Late last month, the Financial Crisis Inquiry Commission released its long-awaited Financial Crisis Inquiry Report, which is available in PDF here. The Commission was created to “examine the causes, domestic and global, of the current financial and economic crisis in the United States.”
The Commission was established as part of the Fraud Enforcement and Recovery Act passed by Congress and signed by President Obama in May 2009. This independent, ten-member panel was composed of private citizens with expertise in areas like housing, economics, finance, market regulation, banking, and consumer protection. The Commission’s instructions set out nearly two dozen topics for inquiry and called for the examination of the collapse of major financial institutions that failed or would have failed if not for assistance from the government.
The Commission concluded -- perhaps not surprisingly -- that the crisis was avoidable.
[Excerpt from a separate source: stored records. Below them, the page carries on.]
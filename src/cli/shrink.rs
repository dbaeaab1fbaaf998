use anyhow::{bail, Context, Result};
use log::info;
use std::sync::Arc;
use std::time::Duration;

use poreshrink::error::ShrinkError;
use poreshrink::locate::GroupFilter;
use poreshrink::repack::{ArchiveRepacker, CommandRepacker, Repacker};
use poreshrink::runner::{
    CancellationToken, FileJob, Progress, RealtimeRunner, RunConfig, RunSummary, Runner, SelfTest,
};
use poreshrink::transform::{Mode, RawCompressionPolicy, Transform};
use poreshrink::watch::WatchConfig;

use super::config::Config;
use super::ShrinkArgs;

/// Flags merged over the config file
struct Settings {
    threads: usize,
    group: GroupFilter,
    prefix: Option<String>,
    print_every: u32,
    repacker: Arc<dyn Repacker>,
    poll_interval: Duration,
}

impl Settings {
    fn resolve(args: &ShrinkArgs) -> Result<Self> {
        let config = match &args.config {
            Some(path) => Config::from_file(path)?,
            None => Config::default(),
        };
        let repacker: Arc<dyn Repacker> = match args.repack_program.clone().or(config.shrink.repack_program) {
            Some(program) => Arc::new(CommandRepacker::new(program)),
            None => Arc::new(ArchiveRepacker),
        };
        let group = args
            .group
            .clone()
            .or(config.shrink.group)
            .unwrap_or_else(|| "all".to_string());
        Ok(Self {
            threads: args.threads.or(config.shrink.threads).unwrap_or(1).max(1),
            group: GroupFilter::from(group.as_str()),
            prefix: args.prefix.clone().or(config.shrink.prefix),
            print_every: args
                .print_every
                .or(config.shrink.print_every)
                .unwrap_or(Progress::DEFAULT_PRINT_EVERY),
            repacker,
            poll_interval: Duration::from_millis(
                args.poll_interval_ms
                    .or(config.watch.poll_interval_ms)
                    .unwrap_or(WatchConfig::DEFAULT_POLL_INTERVAL_MS),
            ),
        })
    }
}

pub fn run(args: ShrinkArgs, token: CancellationToken) -> Result<i32> {
    let settings = Settings::resolve(&args)?;
    let mode = Mode::from(args.mode);
    let run_config = RunConfig {
        inputs: args.inputs.clone(),
        threads: settings.threads,
        assume_yes: args.assume_yes,
        skip_root: args.skip_root,
        print_every: settings.print_every,
    };

    if args.test {
        if args.realtime {
            bail!("--test cannot be combined with --realtime");
        }
        let test = SelfTest::new(run_config, mode, settings.group, settings.repacker)?.with_token(token);
        return match test.run() {
            Ok(summary) => {
                println!(
                    "Tested {} files: {} mismatches, {} failures",
                    summary.files, summary.mismatches, summary.failures
                );
                Ok(summary.exit_code())
            }
            Err(ShrinkError::Cancelled) => {
                println!("User cancelled");
                Ok(1)
            }
            Err(e) => Err(e.into()),
        };
    }

    let policy = RawCompressionPolicy::from_options(args.fastq, args.summary, args.manual.as_deref())
        .context("Invalid --manual pattern")?;
    let transform = Transform::select(mode, args.revert, policy, settings.group)?;
    info!("{}", transform.description());
    let job = FileJob::new(transform, settings.repacker).with_prefix(settings.prefix);

    let result = if args.realtime {
        let watch = WatchConfig::new(args.inputs)
            .with_poll_interval(settings.poll_interval)
            .with_skip_root(args.skip_root);
        RealtimeRunner::new(watch, job, settings.threads)
            .with_token(token)
            .with_print_every(settings.print_every)
            .run()
    } else {
        Runner::new(run_config, job).with_token(token).run()
    };

    match result {
        Ok(summary) => Ok(report(&summary)),
        Err(ShrinkError::Cancelled) => {
            println!("User cancelled");
            Ok(1)
        }
        Err(e) => Err(e.into()),
    }
}

fn report(summary: &RunSummary) -> i32 {
    if summary.files == 0 {
        println!("No files processed");
        return if summary.interrupted { 1 } else { 0 };
    }
    println!();
    println!("{}", summary.size_report());
    if !summary.failures.is_empty() {
        println!("{} of {} files failed", summary.failures.len(), summary.files);
    }
    if summary.interrupted {
        println!("Interrupted");
    }
    if summary.is_success() {
        0
    } else {
        1
    }
}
Generally speaking, it found “widespread failures in financial regulation; dramatic breakdowns in corporate governance; excessive borrowing and risk-taking by households and Wall Street; policy makers who were ill prepared for the crisis; and systemic breaches in accountability and ethics at all levels.”
While the report has been criticized by analysts as being “a day late and a dollar short,” its conclusions are commendably thorough and non-partisan: “A crisis of this magnitude cannot be the work of a few bad actors,” the report states, warning that the “greatest tragedy would be to accept the refrain that no one could have seen this coming and thus nothing could have been done. If we accept this notion, it will happen again.”